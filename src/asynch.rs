//! Front end over [`embedded-hal-async`](embedded_hal_async) I²C and delay.

use crate::engine::{Action, Engine, Operation, Outcome};
use crate::hw_def::*;
use crate::types::*;

use embedded_hal_async::delay::DelayNs;
use embedded_hal_async::i2c::{ErrorKind, I2c, NoAcknowledgeSource};

/// SHT3x driver on an async I²C bus
#[derive(Debug)]
pub struct Sht3xAsync<I2C, Delay> {
    i2c: I2C,
    delay: Delay,
    engine: Engine,
}

impl<I2C, Delay, E> Sht3xAsync<I2C, Delay>
where
    I2C: I2c<Error = E>,
    E: embedded_hal_async::i2c::Error,
    Delay: DelayNs,
{
    /// Create a new SHT3x driver instance
    pub fn new(i2c: I2C, delay: Delay, i2c_addr: I2cAddr) -> Self {
        Self { i2c, delay, engine: Engine::new(i2c_addr) }
    }

    /// Give back the bus and delay
    pub fn release(self) -> (I2C, Delay) {
        (self.i2c, self.delay)
    }

    async fn run(&mut self, operation: Operation) -> Result<Outcome, Error> {
        // a dropped future leaves its sequence behind
        self.engine.abandon();
        let address = self.engine.i2c_addr().as_u8();
        let mut action = self.engine.start(operation)?;
        loop {
            action = match action {
                Action::Write(bytes) => {
                    let result = result_code(self.i2c.write(address, &bytes).await);
                    self.engine.write_complete(result)?
                }
                Action::StartTimer(duration_ms) => {
                    self.delay.delay_ms(duration_ms).await;
                    self.engine.timer_expired()?
                }
                Action::Read(len) => {
                    let mut read_buf = [0u8; READ_BUFFER_LEN];
                    let read_buf_slice = read_buf.get_mut(..len).ok_or(Error::Driver)?;
                    let result = result_code(self.i2c.read(address, read_buf_slice).await);
                    self.engine.read_complete(result, read_buf_slice)?
                }
                Action::Complete(outcome) => return Ok(outcome),
            };
        }
    }

    /// Send a single-shot measurement command; the measurement is not read
    pub async fn send_single_shot_measurement_cmd(
        &mut self,
        repeatability: Repeatability,
        clock_stretching: ClockStretching,
    ) -> Result<(), Error> {
        self.run(Operation::SendSingleShotMeasurementCmd(repeatability, clock_stretching)).await?.into_done()
    }

    /// Read out a measurement requested earlier; [`Error::NoData`] if it is not ready
    pub async fn read_measurement(&mut self, flags: Flags) -> Result<Measurement, Error> {
        self.run(Operation::ReadMeasurement(flags)).await?.into_measurement()
    }

    /// Trigger a single-shot measurement, wait for it and read it out
    pub async fn read_single_shot_measurement(
        &mut self,
        repeatability: Repeatability,
        clock_stretching: ClockStretching,
        flags: Flags,
    ) -> Result<Measurement, Error> {
        self.run(Operation::ReadSingleShotMeasurement(repeatability, clock_stretching, flags))
            .await?
            .into_measurement()
    }

    /// Enter periodic mode
    pub async fn start_periodic_measurement(&mut self, repeatability: Repeatability, mps: Mps) -> Result<(), Error> {
        self.run(Operation::StartPeriodicMeasurement(repeatability, mps)).await?.into_done()
    }

    /// Enter periodic mode with accelerated response time
    pub async fn start_periodic_measurement_art(&mut self) -> Result<(), Error> {
        self.run(Operation::StartPeriodicMeasurementArt).await?.into_done()
    }

    /// Send the fetch data command; the data is not read
    pub async fn fetch_periodic_measurement_data(&mut self) -> Result<(), Error> {
        self.run(Operation::FetchPeriodicMeasurementData).await?.into_done()
    }

    /// Leave periodic mode
    pub async fn stop_periodic_measurement(&mut self) -> Result<(), Error> {
        self.run(Operation::StopPeriodicMeasurement).await?.into_done()
    }

    /// Fetch and read the latest periodic measurement; [`Error::NoData`] if there is none
    pub async fn read_periodic_measurement(&mut self, flags: Flags) -> Result<Measurement, Error> {
        self.run(Operation::ReadPeriodicMeasurement(flags)).await?.into_measurement()
    }

    /// software reset
    pub async fn soft_reset(&mut self) -> Result<(), Error> {
        self.run(Operation::SoftReset).await?.into_done()
    }

    /// software reset, returning once the device is ready again
    pub async fn soft_reset_with_delay(&mut self) -> Result<(), Error> {
        self.run(Operation::SoftResetWithDelay).await?.into_done()
    }

    /// Condensation heater on
    pub async fn enable_heater(&mut self) -> Result<(), Error> {
        self.run(Operation::EnableHeater).await?.into_done()
    }

    /// Condensation heater off
    pub async fn disable_heater(&mut self) -> Result<(), Error> {
        self.run(Operation::DisableHeater).await?.into_done()
    }

    /// Send the read status register command; the register is not read
    pub async fn send_read_status_register_cmd(&mut self) -> Result<(), Error> {
        self.run(Operation::SendReadStatusRegisterCmd).await?.into_done()
    }

    /// Clear the status register alert flags
    pub async fn clear_status_register(&mut self) -> Result<(), Error> {
        self.run(Operation::ClearStatusRegister).await?.into_done()
    }

    /// Read the status register
    pub async fn read_status_register(&mut self, verify_crc: bool) -> Result<StatusRegister, Error> {
        self.run(Operation::ReadStatusRegister { verify_crc }).await?.into_status_register()
    }
}

/// Reads never see a data NACK from the device, so an unattributed NACK is the address
fn result_code<E: embedded_hal_async::i2c::Error>(result: Result<(), E>) -> I2cResultCode {
    match result {
        Ok(()) => I2cResultCode::Ok,
        Err(e) => match e.kind() {
            ErrorKind::NoAcknowledge(NoAcknowledgeSource::Address | NoAcknowledgeSource::Unknown) => {
                I2cResultCode::AddressNack
            }
            _ => I2cResultCode::BusError,
        },
    }
}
★ ★ ★ ★ ★ ★ ★
Transcribe, with no changes, the listing above from its first line through the line with "use embedded_hal_async::delay::DelayNs;", including that line, and stop once it is done.

• Solution:
filename src/asynch.rs
//! Front end over [`embedded-hal-async`](embedded_hal_async) I²C and delay.

use crate::engine::{Action, Engine, Operation, Outcome};
use crate::hw_def::*;
use crate::types::*;

use embedded_hal_async::delay::DelayNs;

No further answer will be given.